The thing is, despite the number of anti-anxiety and anti-depressant meds I was on, I never seemed to get any better. Dr. Gabriel Nahas, a pharmacology researcher, said that anti-depressants and weed are “a cocktail which can confound and confuse even the most determined and experienced psychiatrist.” Not only do clients lie about using marijuana or their frequency of use, but as it isn’t a standardized drug, it is very difficult to determine which mood and side effects are inherent, due to marijuana, use or due to the medications (Falcon, 2001).
Tricyclics and marijuana used in conjunction may lead to increased heart rate, hypertension, or drowsiness. Several cases of cognitive problems have been documented. In conjunction with SSRIs, psychosis may ensue. Additionally, for all you active users who are trying to pass a drug test, taking SSRIs while using marijuana increases the amount of time and concentration of marijuana in your system (Falcon, 2001).
Interestingly, low doses of marijuana can serve as an effective anti-depressant. It increases the brain’s serotonin levels. With higher levels of marijuana usage, the exact opposite is true: marijuana increases depression (Science Daily, 2007). Other studies or reports suggest a strong correlation between frequent marijuana users and depression and anxiety. One source says, “weekly or more frequent use of marijuana doubles a teen’s risk of depression and anxiety” (Office of National Drug Control Policy Executive Office of The President, May 2008). Another source reports higher rates of anxiety, depression, and schizophrenia in chronic marijuana users (NIDA, 2010).
As these sources point out, it is unclear whether individuals’ currently experiencing depression and anxiety are drawn to marijuana or whether marijuana causes the depression and anxiety. What exactly are marijuana’s effects on individuals’ mental health conditions?
While I’ll leave it to the pharmacologists and neuropsychologists to figure out exactly what marijuana’s effects are when coupled with anti-depressants, I found a list of marijuana’s negative effects that I think may play a causative role in worsening anxiety and depression in chronic, excessive users independent of the psychopharmacological impacts of marijuana. The list of “marijuana’s drawbacks” includes memory impairment, time distortion, inappropriate behavioral responses, and amotivational syndrome (Falcon, 2001). All of these cognitive difficulties would lead to increased anxiety and as the behaviors become detrimental to overall quality of life and life purpose. I can think of each of these affecting my success socially, professionally, and emotionally. I could not find my car keys and was perpetually late everywhere. I mismanaged my time sometimes realizing 45 minutes into an appointment that I was late. I was so socially abnormal I literally had no friends for the last four months or so. I rarely, if ever, got the motivation to do work. It always seemed so much easier to watch an episode of television and eat food than to move, crack a text book, or attend class.

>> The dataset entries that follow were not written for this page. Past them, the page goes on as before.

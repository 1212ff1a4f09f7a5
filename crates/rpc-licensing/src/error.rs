//! ---
//! rpc_section: "14-licensing-system"
//! rpc_subsection: "module"
//! rpc_type: "source"
//! rpc_scope: "code"
//! rpc_description: "License verification and entitlement checks."
//! rpc_version: "v0.0.0-prealpha"
//! rpc_owner: "tbd"
//! ---
//! Error taxonomy for loading and checking licenses.
use std::io;
use std::path::PathBuf;

use thiserror::Error;

use crate::record::LicenseTier;

/// Failures while authenticating and decoding a raw license.
#[derive(Debug, Error)]
pub enum VerifyError {
    /// The embedded (or overridden) public key is not a usable RSA key.
    #[error("failed to parse public key: {0}")]
    KeyParse(String),
    /// The license is not two base64 segments separated by a single `.`.
    #[error("malformed license: {0}")]
    MalformedCredential(&'static str),
    /// The signature does not match the payload under the public key.
    #[error("failed to verify license signature")]
    SignatureInvalid(#[source] rsa::Error),
    /// The payload was authentic but not a license document.
    #[error("failed to unmarshal license data: {0}")]
    Decode(#[source] serde_json::Error),
}

/// Failures of the load pipeline and of entitlement checks.
#[derive(Debug, Error)]
pub enum LicenseError {
    /// A license file could not be read.
    #[error("failed to read license file {}: {source}", .path.display())]
    SourceRead {
        /// File that was being read.
        path: PathBuf,
        /// Underlying I/O failure.
        #[source]
        source: io::Error,
    },
    /// License material was present but failed verification.
    #[error("failed to validate license: {0}")]
    Invalid(#[from] VerifyError),
    /// The license is a trial, which is never accepted.
    #[error("trial license detected, enterprise license trials are not supported")]
    TrialsUnsupported,
    /// The license expiry is not in the future.
    #[error("license expired at unix time {expiry}")]
    Expired {
        /// Expiry asserted by the license, seconds since epoch.
        expiry: i64,
    },
    /// The current license does not grant enterprise features.
    #[error("an enterprise license is required, current license tier is {tier}")]
    EnterpriseRequired {
        /// Tier of the license currently published.
        tier: LicenseTier,
    },
    /// A license was configured but failed to load, so the zero record is
    /// published in its place.
    #[error("configured license was rejected ({reason}), enterprise features are disabled")]
    LicenseRejected {
        /// Reason label of the load failure.
        reason: &'static str,
    },
    /// No license service has been registered on the resources.
    #[error("license service has not been registered")]
    ServiceUnavailable,
}

impl LicenseError {
    /// Stable label for logs and the `license_invalid_total` metric.
    #[must_use]
    pub fn reason(&self) -> &'static str {
        match self {
            LicenseError::SourceRead { .. } => "source_read",
            LicenseError::Invalid(VerifyError::KeyParse(_)) => "key_parse",
            LicenseError::Invalid(VerifyError::MalformedCredential(_)) => "malformed",
            LicenseError::Invalid(VerifyError::SignatureInvalid(_)) => "invalid_signature",
            LicenseError::Invalid(VerifyError::Decode(_)) => "decode",
            LicenseError::TrialsUnsupported => "trial",
            LicenseError::Expired { .. } => "expired",
            LicenseError::EnterpriseRequired { .. } => "enterprise_required",
            LicenseError::LicenseRejected { .. } => "license_rejected",
            LicenseError::ServiceUnavailable => "service_unavailable",
        }
    }
}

Ultimately, while one study found that low levels of marijuana have a beneficial effect on individuals suffering from depression, I find it unlikely that given marijuana’s addictive properties a user could keep it under control. Furthermore, with so many clinical psychotropic anti-depressants and anti-anxiety medicines available with far more research to back them up, marijuana as an anti-depressant seems like a poor choice.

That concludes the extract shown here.